It takes time for the trust to return, but eventually it will. You do not need to worry about never again being able to trust people again. So many people have experienced cheating in their relationship and have been able to save their relationship and restore their trust in their partner. If you and your wife truly love each other and wish to stay together, you will get over this and are able to restore the trust. Please do not doubt this.

Warm hug,

Maria


If you wish to submit your own story and get feedback and support for your situation or if you wish to contact me for any other reason, send me email to This e-mail address is being protected from spambots.

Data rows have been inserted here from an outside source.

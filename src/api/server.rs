use std::net::SocketAddr;

use axum::{
    Router,
    routing::{delete, get, post, put},
};
use tokio::net::TcpListener;
use tokio_util::sync::CancellationToken;
use tower_http::decompression::RequestDecompressionLayer;
use tracing::info;

use super::{
    services::{
        cancel_worker, delete_worker, get_settings, health, list_workers, metrics,
        put_settings, start_worker,
    },
    state::AppState,
};

type AnyError = Box<dyn std::error::Error + Send + Sync + 'static>;

pub fn router(state: AppState) -> Router {
    Router::new()
        .route("/health", get(health))
        .route("/workers", get(list_workers))
        .route("/workers/{id}/start", post(start_worker))
        .route("/workers/{id}/cancel", post(cancel_worker))
        .route("/workers/{id}", delete(delete_worker))
        .route("/settings", get(get_settings))
        .route("/settings", put(put_settings))
        .route("/metrics", get(metrics))
        .with_state(state)
        // Accept gzip/deflate/brotli request bodies transparently.
        .layer(RequestDecompressionLayer::new())
}

/// Serve the control surface until the shutdown token fires or a signal
/// arrives. Cancels the token on signal so the scheduler stops with us.
pub async fn run(
    state: AppState,
    address: SocketAddr,
    shutdown: CancellationToken,
) -> Result<(), AnyError> {
    let app = router(state);

    let listener = TcpListener::bind(address).await?;
    info!(%address, "ChapterBox API listening");

    axum::serve(listener, app.into_make_service())
        .with_graceful_shutdown(shutdown_signal(shutdown))
        .await?;

    Ok(())
}

async fn shutdown_signal(shutdown: CancellationToken) {
    let ctrl_c = async {
        if tokio::signal::ctrl_c().await.is_err() {
            std::future::pending::<()>().await;
        }
    };

    #[cfg(unix)]
    let terminate = async {
        match tokio::signal::unix::signal(tokio::signal::unix::SignalKind::terminate()) {
            Ok(mut sigterm) => {
                sigterm.recv().await;
            }
            Err(_) => std::future::pending::<()>().await,
        }
    };

    #[cfg(not(unix))]
    let terminate = std::future::pending::<()>();

    tokio::select! {
        _ = ctrl_c => {},
        _ = terminate => {},
        _ = shutdown.cancelled() => {},
    }

    shutdown.cancel();
    info!("Shutdown signal received");
}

You need JavaScript enabled to view it

 

Comments (24)
  • ann  - happy for you you deserve this!
    max thanks for your post I am off the planet with the progress you have made! this person was destructive towards you and you have had the power to geo out of the whole that he put you in. I am still living in this whole but picture a bright future without him more and more. though it's difficult and I feel like this is a death sentence I know that this will end one day but for now the hardest part is living under the same roof with him as he does not hide the fact that he has moved on and us a baby about it all with his smug attitude wking around completely ignoring me bot acknowledging the fact that I am the mother of his kids though this has never been if high Importance to him. I feel as though my heart has been crushed and put through a blender and I can't go on another day. why I care so much about him in the first place and get angry is beyond my understanding... I will make sure this never happens to me again in the future and swear to be hard for him to find me or communicate with me other than his kids. I know I'm worth more but believed in someone that is sick! I gave everything and am lost but there is a higher power and it comes through in the posts that I read. this is what is real to me and keeps me going. god bless.
    ann
  • Max  - 2 months later.. Ann this is for you
    It's been almost 2 months since I posted my first message on here about my partner who cheated on me, and how i was crying every day. I cannot tell you how much I have grown as a person since then.

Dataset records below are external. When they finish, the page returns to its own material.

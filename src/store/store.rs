use std::path::Path;

use chrono::{DateTime, Utc};
use fjall::{Config, Keyspace, PartitionCreateOptions, PartitionHandle};
use serde::{Deserialize, Serialize};
use tracing::{debug, info};
use uuid::Uuid;

use crate::model::{
    Chapter, ChapterConnectorLink, ChapterId, ConnectorId, Library, LibraryId, Manga,
    MangaConnectorLink, MangaId, Notification,
};

use super::keys;
use super::Result;

/// Persisted mirror of one scheduler worker, for crash recovery and the
/// listing API. `next_execution` is derived, not stored.
#[derive(Debug, Clone, Serialize, Deserialize)]
pub struct WorkerRecord {
    pub id: String,
    pub label: String,
    pub category: String,
    pub state: String,
    #[serde(default)]
    pub depends_on: Vec<String>,
    #[serde(default)]
    pub recurrence_ms: Option<u64>,
    #[serde(default)]
    pub last_execution: Option<DateTime<Utc>>,
    pub updated_at: DateTime<Utc>,
}

impl WorkerRecord {
    pub fn next_execution(&self) -> Option<DateTime<Utc>> {
        match (self.last_execution, self.recurrence_ms) {
            (Some(last), Some(ms)) => Some(last + chrono::Duration::milliseconds(ms as i64)),
            _ => None,
        }
    }
}

/// Fjall-backed repository for manga, chapters, connector links, libraries,
/// notifications and worker records.
#[derive(Clone)]
pub struct Store {
    keyspace: Keyspace,
    manga: PartitionHandle,
    chapters: PartitionHandle,
    manga_links: PartitionHandle,
    chapter_links: PartitionHandle,
    libraries: PartitionHandle,
    notifications: PartitionHandle,
    workers: PartitionHandle,
}

impl Store {
    /// Open or create a store at the given path
    pub fn open<P: AsRef<Path>>(path: P) -> Result<Self> {
        let path = path.as_ref();
        info!("Opening store at: {}", path.display());

        if let Some(parent) = path.parent() {
            std::fs::create_dir_all(parent)?;
        }

        let keyspace = Config::new(path).open()?;

        let manga = keyspace.open_partition("manga", PartitionCreateOptions::default())?;
        let chapters = keyspace.open_partition("chapters", PartitionCreateOptions::default())?;
        let manga_links =
            keyspace.open_partition("manga_links", PartitionCreateOptions::default())?;
        let chapter_links =
            keyspace.open_partition("chapter_links", PartitionCreateOptions::default())?;
        let libraries = keyspace.open_partition("libraries", PartitionCreateOptions::default())?;
        let notifications =
            keyspace.open_partition("notifications", PartitionCreateOptions::default())?;
        let workers = keyspace.open_partition("workers", PartitionCreateOptions::default())?;

        Ok(Self {
            keyspace,
            manga,
            chapters,
            manga_links,
            chapter_links,
            libraries,
            notifications,
            workers,
        })
    }

    fn put<T: Serialize>(partition: &PartitionHandle, key: Vec<u8>, value: &T) -> Result<()> {
        partition.insert(key, serde_json::to_vec(value)?)?;
        Ok(())
    }

    fn read<T: for<'de> Deserialize<'de>>(
        partition: &PartitionHandle,
        key: Vec<u8>,
    ) -> Result<Option<T>> {
        match partition.get(key)? {
            Some(value) => Ok(Some(serde_json::from_slice(&value)?)),
            None => Ok(None),
        }
    }

    fn scan<T: for<'de> Deserialize<'de>>(
        partition: &PartitionHandle,
        prefix: Vec<u8>,
    ) -> Result<Vec<T>> {
        let mut out = Vec::new();
        for item in partition.prefix(prefix) {
            let (_, value) = item?;
            out.push(serde_json::from_slice(&value)?);
        }
        Ok(out)
    }

    // Manga

    pub fn upsert_manga(&self, manga: &Manga) -> Result<()> {
        debug!(manga_id = %manga.id, title = %manga.title, "upsert manga");
        Self::put(&self.manga, keys::manga_key(manga.id), manga)
    }

    pub fn get_manga(&self, id: MangaId) -> Result<Option<Manga>> {
        Self::read(&self.manga, keys::manga_key(id))
    }

    pub fn list_manga(&self) -> Result<Vec<Manga>> {
        Self::scan(&self.manga, b"manga:".to_vec())
    }

    // Chapters

    pub fn upsert_chapter(&self, chapter: &Chapter) -> Result<()> {
        Self::put(
            &self.chapters,
            keys::chapter_key(chapter.manga_id, chapter.id),
            chapter,
        )
    }

    pub fn get_chapter(&self, manga_id: MangaId, id: ChapterId) -> Result<Option<Chapter>> {
        Self::read(&self.chapters, keys::chapter_key(manga_id, id))
    }

    /// All chapters of a manga, ascending by chapter number.
    pub fn chapters_of_manga(&self, manga_id: MangaId) -> Result<Vec<Chapter>> {
        let mut chapters: Vec<Chapter> = Self::scan(&self.chapters, keys::chapter_prefix(manga_id))?;
        chapters.sort_by(|a, b| a.number.cmp(&b.number));
        Ok(chapters)
    }

    // Connector links

    pub fn upsert_manga_link(&self, link: &MangaConnectorLink) -> Result<()> {
        Self::put(
            &self.manga_links,
            keys::manga_link_key(link.manga_id, &link.connector_id),
            link,
        )
    }

    pub fn manga_links(&self, manga_id: MangaId) -> Result<Vec<MangaConnectorLink>> {
        Self::scan(&self.manga_links, keys::manga_link_prefix(manga_id))
    }

    pub fn upsert_chapter_link(&self, link: &ChapterConnectorLink) -> Result<()> {
        Self::put(
            &self.chapter_links,
            keys::chapter_link_key(link.manga_id, &link.connector_id, &link.remote_id),
            link,
        )
    }

    pub fn get_chapter_link(
        &self,
        manga_id: MangaId,
        connector: &ConnectorId,
        remote_id: &str,
    ) -> Result<Option<ChapterConnectorLink>> {
        Self::read(
            &self.chapter_links,
            keys::chapter_link_key(manga_id, connector, remote_id),
        )
    }

    pub fn chapter_links(
        &self,
        manga_id: MangaId,
        connector: &ConnectorId,
    ) -> Result<Vec<ChapterConnectorLink>> {
        Self::scan(
            &self.chapter_links,
            keys::chapter_link_prefix(manga_id, connector),
        )
    }

    /// Chapters of one manga that are flagged for download and not yet
    /// downloaded, paired with the link to fetch them through. Ascending by
    /// chapter number.
    pub fn pending_downloads(
        &self,
        manga_id: MangaId,
    ) -> Result<Vec<(Chapter, ChapterConnectorLink)>> {
        let mut pending = Vec::new();
        for item in self.chapter_links.prefix(format!("clink:{}:", manga_id)) {
            let (_, value) = item?;
            let link: ChapterConnectorLink = serde_json::from_slice(&value)?;
            if !link.use_for_download {
                continue;
            }
            if let Some(chapter) = self.get_chapter(link.manga_id, link.chapter_id)? {
                if !chapter.downloaded {
                    pending.push((chapter, link));
                }
            }
        }
        pending.sort_by(|a, b| a.0.number.cmp(&b.0.number));
        Ok(pending)
    }

    // Libraries

    pub fn upsert_library(&self, library: &Library) -> Result<()> {
        Self::put(&self.libraries, keys::library_key(library.id), library)
    }

    pub fn get_library(&self, id: LibraryId) -> Result<Option<Library>> {
        Self::read(&self.libraries, keys::library_key(id))
    }

    pub fn list_libraries(&self) -> Result<Vec<Library>> {
        Self::scan(&self.libraries, b"library:".to_vec())
    }

    pub fn find_library_by_name(&self, name: &str) -> Result<Option<Library>> {
        Ok(self.list_libraries()?.into_iter().find(|l| l.name == name))
    }

    // Notifications

    pub fn push_notification(&self, notification: &Notification) -> Result<()> {
        Self::put(
            &self.notifications,
            keys::notification_key(notification.id),
            notification,
        )
    }

    pub fn unsent_notifications(&self) -> Result<Vec<Notification>> {
        let all: Vec<Notification> = Self::scan(&self.notifications, b"notif:".to_vec())?;
        Ok(all.into_iter().filter(|n| !n.sent).collect())
    }

    pub fn mark_notification_sent(&self, id: Uuid) -> Result<()> {
        if let Some(mut n) = Self::read::<Notification>(&self.notifications, keys::notification_key(id))? {
            n.sent = true;
            Self::put(&self.notifications, keys::notification_key(id), &n)?;
        }
        Ok(())
    }

    // Worker records

    pub fn upsert_worker_record(&self, record: &WorkerRecord) -> Result<()> {
        Self::put(&self.workers, keys::worker_key(&record.id), record)
    }

    pub fn get_worker_record(&self, id: &str) -> Result<Option<WorkerRecord>> {
        Self::read(&self.workers, keys::worker_key(id))
    }

    pub fn list_worker_records(&self) -> Result<Vec<WorkerRecord>> {
        Self::scan(&self.workers, b"worker:".to_vec())
    }

    pub fn delete_worker_record(&self, id: &str) -> Result<()> {
        self.workers.remove(keys::worker_key(id))?;
        Ok(())
    }

    /// Persist all pending writes to disk
    pub fn persist(&self) -> Result<()> {
        self.keyspace.persist(fjall::PersistMode::SyncAll)?;
        Ok(())
    }
}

    I did the one thing I never did in past breakups. I cut all contact from him. I made it so there was no way for him to contact me, and it felt brilliant. Let me tell you that it was tough, and let me tell you there were times i wanted to contact him. I made sure i blocked him from calling me, texting, me everything.

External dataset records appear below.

use serde::{Deserialize, Serialize};
use std::cmp::Ordering;
use std::fmt;
use std::str::FromStr;
use thiserror::Error;

use super::{ChapterId, MangaId};

#[derive(Debug, Error, PartialEq, Eq)]
pub enum ChapterNumberError {
    #[error("empty chapter number")]
    Empty,

    #[error("non-numeric chapter number component: {0:?}")]
    NonNumericComponent(String),
}

/// Dotted numeric chapter ordering key ("10", "10.2", "1.5.1").
///
/// Components compare left-to-right as integers, so "10.2" sorts before
/// "10.10", never lexicographically. A non-numeric component is a hard
/// format error, not a silent zero.
#[derive(Debug, Clone, PartialEq, Eq, Hash)]
pub struct ChapterNumber(Vec<u32>);

impl ChapterNumber {
    pub fn components(&self) -> &[u32] {
        &self.0
    }

    pub fn major(&self) -> u32 {
        self.0[0]
    }
}

impl FromStr for ChapterNumber {
    type Err = ChapterNumberError;

    fn from_str(s: &str) -> Result<Self, Self::Err> {
        let s = s.trim();
        if s.is_empty() {
            return Err(ChapterNumberError::Empty);
        }
        let mut components = Vec::new();
        for part in s.split('.') {
            let n: u32 = part
                .parse()
                .map_err(|_| ChapterNumberError::NonNumericComponent(part.to_string()))?;
            components.push(n);
        }
        Ok(Self(components))
    }
}

impl Ord for ChapterNumber {
    fn cmp(&self, other: &Self) -> Ordering {
        // Vec<u32> lexicographic order is exactly component-wise integer
        // order, with a shorter prefix ranking first ("10" < "10.1").
        self.0.cmp(&other.0)
    }
}

impl PartialOrd for ChapterNumber {
    fn partial_cmp(&self, other: &Self) -> Option<Ordering> {
        Some(self.cmp(other))
    }
}

impl fmt::Display for ChapterNumber {
    fn fmt(&self, f: &mut fmt::Formatter<'_>) -> fmt::Result {
        let mut first = true;
        for c in &self.0 {
            if !first {
                f.write_str(".")?;
            }
            write!(f, "{}", c)?;
            first = false;
        }
        Ok(())
    }
}

impl Serialize for ChapterNumber {
    fn serialize<S: serde::Serializer>(&self, serializer: S) -> Result<S::Ok, S::Error> {
        serializer.collect_str(self)
    }
}

impl<'de> Deserialize<'de> for ChapterNumber {
    fn deserialize<D: serde::Deserializer<'de>>(deserializer: D) -> Result<Self, D::Error> {
        let s = String::deserialize(deserializer)?;
        s.parse().map_err(serde::de::Error::custom)
    }
}

/// One chapter of a manga. `downloaded` is only ever set true after the
/// archive has been fully written, or when a matching archive is found on
/// disk before downloading.
#[derive(Debug, Clone, Serialize, Deserialize)]
pub struct Chapter {
    pub id: ChapterId,
    pub manga_id: MangaId,
    pub number: ChapterNumber,
    #[serde(default)]
    pub volume: Option<u32>,
    #[serde(default)]
    pub title: Option<String>,
    /// Archive file name this chapter downloads to (naming-scheme output).
    pub file_name: String,
    #[serde(default)]
    pub downloaded: bool,
}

    Me making that move, was my roadmap to freedom. Sure i still think of him and it's not so easy, but I feel amazing now. i've changed old habits. I do things i never did before and instead of living the same old life, just without him, i am living a new life with new experiences.

    I remember in january thinking.. this won't get better. I wanted to die. I wanted to end my life. I couldn't picture my life without this person. What a difference time makes!

  • Ann  - waking up to the smell of chicken 7am
    After waking up today to the smell of chicken I decided that I would call my friend and have a chat about my situation here. She suggested to me that I have saved enough money to get a car so I wiped away to tears and told her that "thanx for support and yeh y arent I doing it"??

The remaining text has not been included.